2. std::pair与 abool一起使用来指示该项目是否有效（注意：要求 SomeResource 具有适当的默认构造函数并且构造成本不高）：

   std::pair<SomeResource, bool> SomeClass::getSomething(std::string name) {
       std::map<std::string, SomeResource>::iterator it = content_.find(name);
       if (it != content_.end()) 
           return std::make_pair(*it, true);  
       return std::make_pair(SomeResource(), false);  
   }
   

3. 使用boost::optional：

   boost::optional<SomeResource> SomeClass::getSomething(std::string name) {
       std::map<std::string, SomeResource>::iterator it = content_.find(name);
       if (it != content_.end()) 
           return *it;  
       return boost::optional<SomeResource>();  
   }
   

If you want value semantics and have the ability to use Boost, I'd recommend option three. The primary advantage of boost::optionalover std::pairis that an unitialized boost::optionalvalue doesn't construct the type its encapsulating. This means it works for types that have no default constructor and saves time/memory for types with a non-trivial default constructor.

如果你想要值语义并且有能力使用 Boost，我会推荐选项三。boost::optionalover的主要优点std::pair是未初始化的boost::optional值不会构造其封装的类型。这意味着它适用于没有默认构造函数的类型，并为具有非平凡默认构造函数的类型节省时间/内存。

I also modified your example so you're not searching the map twice (by reusing the iterator).

我还修改了您的示例，因此您不会两次搜索地图（通过重用迭代器）。

Why "besides using pointers"? Using pointers isthe way you do it in C++. Unless you define some "optional" type which has something like the isNull()function you mentioned. (or use an existing one, like boost::optional)

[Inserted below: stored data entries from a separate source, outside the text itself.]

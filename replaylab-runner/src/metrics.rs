//! Performance statistics: pure functions over the trade log and equity series.
//!
//! Per-trade statistics are weighted by each trade's entry allocation,
//! normalized to sum to one. Win rate and best/worst trade are unweighted.
//! Sharpe is annualized with a fixed 252 regardless of bar resolution.

use serde::{Deserialize, Serialize};
use std::fmt::Write as _;
use tracing::warn;

use replaylab_core::domain::Trade;
use replaylab_core::engine::RunResult;

/// Annualization constant applied to the per-trade Sharpe ratio.
pub const ANNUALIZATION: f64 = 252.0;

/// Aggregate statistics for one run.
///
/// `profit_factor` and `calmar_ratio` may be `+inf` (no losses, no drawdown).
#[derive(Debug, Clone, PartialEq, Serialize, Deserialize)]
pub struct PerformanceStats {
    pub total_return: f64,
    pub num_trades: usize,
    pub win_rate: f64,
    pub avg_return: f64,
    pub avg_win: f64,
    pub avg_loss: f64,
    pub best_trade: f64,
    pub worst_trade: f64,
    pub sharpe_ratio: f64,
    pub profit_factor: f64,
    pub max_drawdown: f64,
    pub calmar_ratio: f64,
}

impl PerformanceStats {
    /// Compute statistics, or `None` when no trade closed.
    pub fn compute(trades: &[Trade], equity: &[f64], initial_cash: f64) -> Option<Self> {
        if trades.is_empty() {
            warn!("no trades executed");
            return None;
        }

        let returns: Vec<f64> = trades.iter().map(|t| t.return_pct).collect();
        let weights = normalized_weights(&trades.iter().map(|t| t.weight).collect::<Vec<_>>());

        let avg_return = weighted_mean(&returns, &weights);
        let std = weighted_std(&returns, &weights, avg_return);
        let final_equity = equity.last().copied().unwrap_or(initial_cash);
        let total_return = total_return(final_equity, initial_cash);
        let max_drawdown = max_drawdown(equity);

        Some(Self {
            total_return,
            num_trades: trades.len(),
            win_rate: win_rate(trades),
            avg_return,
            avg_win: subset_weighted_mean(trades, Trade::is_winner),
            avg_loss: subset_weighted_mean(trades, Trade::is_loser),
            best_trade: returns.iter().copied().fold(f64::NEG_INFINITY, f64::max),
            worst_trade: returns.iter().copied().fold(f64::INFINITY, f64::min),
            sharpe_ratio: sharpe_ratio(avg_return, std),
            profit_factor: profit_factor(trades),
            max_drawdown,
            calmar_ratio: calmar_ratio(total_return, max_drawdown),
        })
    }

    pub fn from_run(result: &RunResult) -> Option<Self> {
        Self::compute(&result.trades, &result.equity_values(), result.initial_cash)
    }

    /// Human-readable table of every statistic.
    pub fn summary_table(&self) -> String {
        let rows: [(&str, String); 12] = [
            ("Total Return", pct(self.total_return)),
            ("Trades", self.num_trades.to_string()),
            ("Win Rate", pct(self.win_rate)),
            ("Avg Return", pct(self.avg_return)),
            ("Avg Win", pct(self.avg_win)),
            ("Avg Loss", pct(self.avg_loss)),
            ("Best Trade", pct(self.best_trade)),
            ("Worst Trade", pct(self.worst_trade)),
            ("Sharpe Ratio", ratio(self.sharpe_ratio)),
            ("Profit Factor", ratio(self.profit_factor)),
            ("Max Drawdown", pct(self.max_drawdown)),
            ("Calmar Ratio", ratio(self.calmar_ratio)),
        ];
        let mut out = String::new();
        let _ = writeln!(out, "{:=<34}", "");
        let _ = writeln!(out, " PERFORMANCE");
        let _ = writeln!(out, "{:=<34}", "");
        for (label, value) in rows {
            let _ = writeln!(out, " {label:<18}{value:>14}");
        }
        let _ = write!(out, "{:=<34}", "");
        out
    }
}

fn pct(v: f64) -> String {
    format!("{:.2}%", v * 100.0)
}

fn ratio(v: f64) -> String {
    if v.is_infinite() {
        "inf".to_string()
    } else {
        format!("{v:.2}")
    }
}

// ─── Individual metric functions ────────────────────────────────────

/// Scale weights to sum to one; uniform `1/n` when they sum to zero.
pub fn normalized_weights(weights: &[f64]) -> Vec<f64> {
    if weights.is_empty() {
        return Vec::new();
    }
    let sum: f64 = weights.iter().sum();
    if sum == 0.0 || !sum.is_finite() {
        let uniform = 1.0 / weights.len() as f64;
        return vec![uniform; weights.len()];
    }
    weights.iter().map(|w| w / sum).collect()
}

/// Σ wᵢ·xᵢ for weights already normalized.
pub fn weighted_mean(values: &[f64], weights: &[f64]) -> f64 {
    values.iter().zip(weights).map(|(x, w)| x * w).sum()
}

/// sqrt(Σ wᵢ·(xᵢ − mean)²), or 0 when the variance is not positive.
pub fn weighted_std(values: &[f64], weights: &[f64], mean: f64) -> f64 {
    let variance: f64 = values
        .iter()
        .zip(weights)
        .map(|(x, w)| w * (x - mean).powi(2))
        .sum();
    if variance > 0.0 {
        variance.sqrt()
    } else {
        0.0
    }
}

/// mean / std × sqrt(252), or 0 when std is not positive.
pub fn sharpe_ratio(mean: f64, std: f64) -> f64 {
    if std > 0.0 {
        mean / std * ANNUALIZATION.sqrt()
    } else {
        0.0
    }
}

/// Weighted mean return of the trades matching `keep`, with weights
/// renormalized inside the subset. 0 for an empty subset.
pub fn subset_weighted_mean(trades: &[Trade], keep: impl Fn(&Trade) -> bool) -> f64 {
    let subset: Vec<&Trade> = trades.iter().filter(|t| keep(t)).collect();
    if subset.is_empty() {
        return 0.0;
    }
    let returns: Vec<f64> = subset.iter().map(|t| t.return_pct).collect();
    let weights = normalized_weights(&subset.iter().map(|t| t.weight).collect::<Vec<_>>());
    weighted_mean(&returns, &weights)
}

/// Fraction of trades with a positive return, unweighted.
pub fn win_rate(trades: &[Trade]) -> f64 {
    if trades.is_empty() {
        return 0.0;
    }
    trades.iter().filter(|t| t.is_winner()).count() as f64 / trades.len() as f64
}

/// |Σ winning P&L| / |Σ losing P&L|; `+inf` with no losing P&L.
pub fn profit_factor(trades: &[Trade]) -> f64 {
    let gross_win: f64 = trades.iter().filter(|t| t.is_winner()).map(|t| t.pnl).sum();
    let gross_loss: f64 = trades.iter().filter(|t| t.is_loser()).map(|t| t.pnl).sum();
    if gross_loss == 0.0 {
        return f64::INFINITY;
    }
    (gross_win / gross_loss).abs()
}

/// Most negative `(equity − running max) / running max`; 0 for a series that
/// never dips. Samples before the running max turns positive are skipped.
pub fn max_drawdown(equity: &[f64]) -> f64 {
    let mut peak = f64::NEG_INFINITY;
    let mut worst = 0.0_f64;
    for &eq in equity {
        peak = peak.max(eq);
        if peak > 0.0 {
            worst = worst.min((eq - peak) / peak);
        }
    }
    worst
}

/// total_return / |max_drawdown|, or `+inf` when drawdown is exactly 0.
pub fn calmar_ratio(total_return: f64, max_drawdown: f64) -> f64 {
    if max_drawdown == 0.0 {
        f64::INFINITY
    } else {
        total_return / max_drawdown.abs()
    }
}

pub fn total_return(final_equity: f64, initial_cash: f64) -> f64 {
    (final_equity - initial_cash) / initial_cash
}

为什么“除了使用指针”？使用指针是您在 C++ 中的做法。除非您定义了一些“可选”类型，它具有isNull()您提到的功能。（或使用现有的，如boost::optional）

References are designed, and guaranteed, to never be null. Asking "so how do I make them null" is nonsensical. You use pointers when you need a "nullable reference".

引用被设计并保证永远不会为 null。问“那么我如何使它们为空”是荒谬的。当您需要“可为空引用”时使用指针。

One nice and relatively non-intrusive approach, which avoids the problem if implementing special methods for all types, is that used with boost.optional. It is essentially a template wrapper which allows you to check whether the value held is "valid" or not.

一种很好且相对非侵入性的方法，它在为所有类型实现特殊方法时避免了问题，是与boost.optional一起使用的方法。它本质上是一个模板包装器，它允许您检查所持有的值是否“有效”。

BTW I think this is well explained in the docs, but beware of boost::optionalof bool, this is a construction which is hard to interpret.

顺便说一句，我认为这是在文档很好的解释，但要注意boost::optional的bool，这是一个建筑，这是很难解释的。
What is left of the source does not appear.